*Available records*:
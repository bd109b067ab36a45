//! Cache decorator with background sweeping
//!
//! [`SweptCache`] wraps any [`Cache`] together with any [`Sweeper`] and turns
//! a per-entry predicate into the sweeper's periodic callback: every tick
//! runs `for_each(predicate)` over the wrapped cache. Between ticks it is an
//! ordinary cache; every contract method delegates straight through.

use std::sync::Arc;
use std::time::Duration;

use super::stats::CacheStats;
use super::traits::Cache;
use crate::error::CacheResult;
use crate::sweeper::{ShutdownStatus, SweepConfig, SweepOnTime, Sweeper, SweeperState};

/// A cache paired with a background sweeper
pub struct SweptCache<C, S = SweepOnTime> {
    cache: Arc<C>,
    sweeper: S,
}

/// A cache swept on a fixed interval
///
/// ```
/// use std::time::Duration;
///
/// use sweepcache::cache::{Cache, CacheConfig, LruCache, TimeSweptCache};
///
/// # #[tokio::main(flavor = "current_thread")]
/// # async fn main() -> Result<(), sweepcache::error::CacheError> {
/// let lru = LruCache::new(CacheConfig::lru("tokens", 16))?;
/// let cache = TimeSweptCache::with_interval(lru, Duration::from_millis(10))?;
/// cache.put("stale".to_string(), 0);
/// cache.put("fresh".to_string(), 1);
///
/// cache.start_sweeping(|_key: &str, value: &mut i32| *value == 0)?;
/// tokio::time::sleep(Duration::from_millis(40)).await;
/// cache.stop_sweeping().await?;
///
/// assert!(!cache.contains_key("stale"));
/// assert!(cache.contains_key("fresh"));
/// # Ok(())
/// # }
/// ```
pub type TimeSweptCache<C> = SweptCache<C, SweepOnTime>;

impl<C, S> SweptCache<C, S>
where
    S: Sweeper,
{
    /// Wrap `cache` with `sweeper`; the sweeper should be idle
    pub fn new(cache: C, sweeper: S) -> Self {
        Self::shared(Arc::new(cache), sweeper)
    }

    /// Wrap a cache that other owners also hold
    pub fn shared(cache: Arc<C>, sweeper: S) -> Self {
        Self { cache, sweeper }
    }

    /// Start sweeping: on every tick, entries for which `predicate` returns
    /// `true` are removed
    ///
    /// The predicate may also rewrite values in place. It runs under the
    /// wrapped cache's exclusive lock.
    ///
    /// # Errors
    /// Forwards the sweeper's lifecycle errors.
    pub fn start_sweeping<V, F>(&self, predicate: F) -> CacheResult<()>
    where
        C: Cache<V> + 'static,
        F: FnMut(&str, &mut V) -> bool + Send + 'static,
    {
        let cache = Arc::clone(&self.cache);
        let mut predicate = predicate;
        self.sweeper.start_sweeping(Box::new(move || (*cache).for_each(&mut predicate)))
    }

    /// Stop the background sweeper
    ///
    /// # Errors
    /// Forwards the sweeper's lifecycle errors.
    pub async fn stop_sweeping(&self) -> CacheResult<ShutdownStatus> {
        self.sweeper.stop_sweeping().await
    }

    /// Current sweeper state
    pub fn sweeper_state(&self) -> SweeperState {
        self.sweeper.state()
    }

    /// The wrapped cache
    pub fn inner(&self) -> &Arc<C> {
        &self.cache
    }

    /// The sweeper driving this cache
    pub fn sweeper(&self) -> &S {
        &self.sweeper
    }
}

impl<C> SweptCache<C, SweepOnTime> {
    /// Sweep `cache` every `interval`
    ///
    /// # Errors
    /// Returns [`CacheError::Config`](crate::error::CacheError) for a zero
    /// interval.
    pub fn with_interval(cache: C, interval: Duration) -> CacheResult<Self> {
        Self::with_config(cache, SweepConfig::new(interval))
    }

    /// Sweep `cache` with explicit timing
    pub fn with_config(cache: C, config: SweepConfig) -> CacheResult<Self> {
        Ok(Self::new(cache, SweepOnTime::new(config)?))
    }
}

impl<V, C, S> Cache<V> for SweptCache<C, S>
where
    C: Cache<V>,
    S: Sweeper,
{
    fn get(&self, key: &str) -> Option<V> {
        (*self.cache).get(key)
    }

    fn put(&self, key: String, value: V) {
        (*self.cache).put(key, value);
    }

    fn remove(&self, key: &str) -> Option<V> {
        (*self.cache).remove(key)
    }

    fn clear(&self) {
        (*self.cache).clear();
    }

    fn for_each(&self, predicate: &mut dyn FnMut(&str, &mut V) -> bool) {
        (*self.cache).for_each(predicate);
    }

    fn contains_key(&self, key: &str) -> bool {
        (*self.cache).contains_key(key)
    }

    fn snapshot(&self) -> Vec<(String, V)> {
        (*self.cache).snapshot()
    }

    fn len(&self) -> usize {
        (*self.cache).len()
    }

    fn capacity(&self) -> usize {
        (*self.cache).capacity()
    }

    fn name(&self) -> &str {
        (*self.cache).name()
    }

    fn stats(&self) -> CacheStats {
        (*self.cache).stats()
    }
}

impl<C, S> std::fmt::Debug for SweptCache<C, S>
where
    C: std::fmt::Debug,
    S: std::fmt::Debug,
{
    fn fmt(&self, f: &mut std::fmt::Formatter<'_>) -> std::fmt::Result {
        f.debug_struct("SweptCache").field("cache", &self.cache).field("sweeper", &self.sweeper).finish()
    }
}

*Task instructions*: Single out each line of the records above with the string "stats" in it, and copy it.

*Solved problem*:
use super::stats::CacheStats;
    fn stats(&self) -> CacheStats {
        (*self.cache).stats()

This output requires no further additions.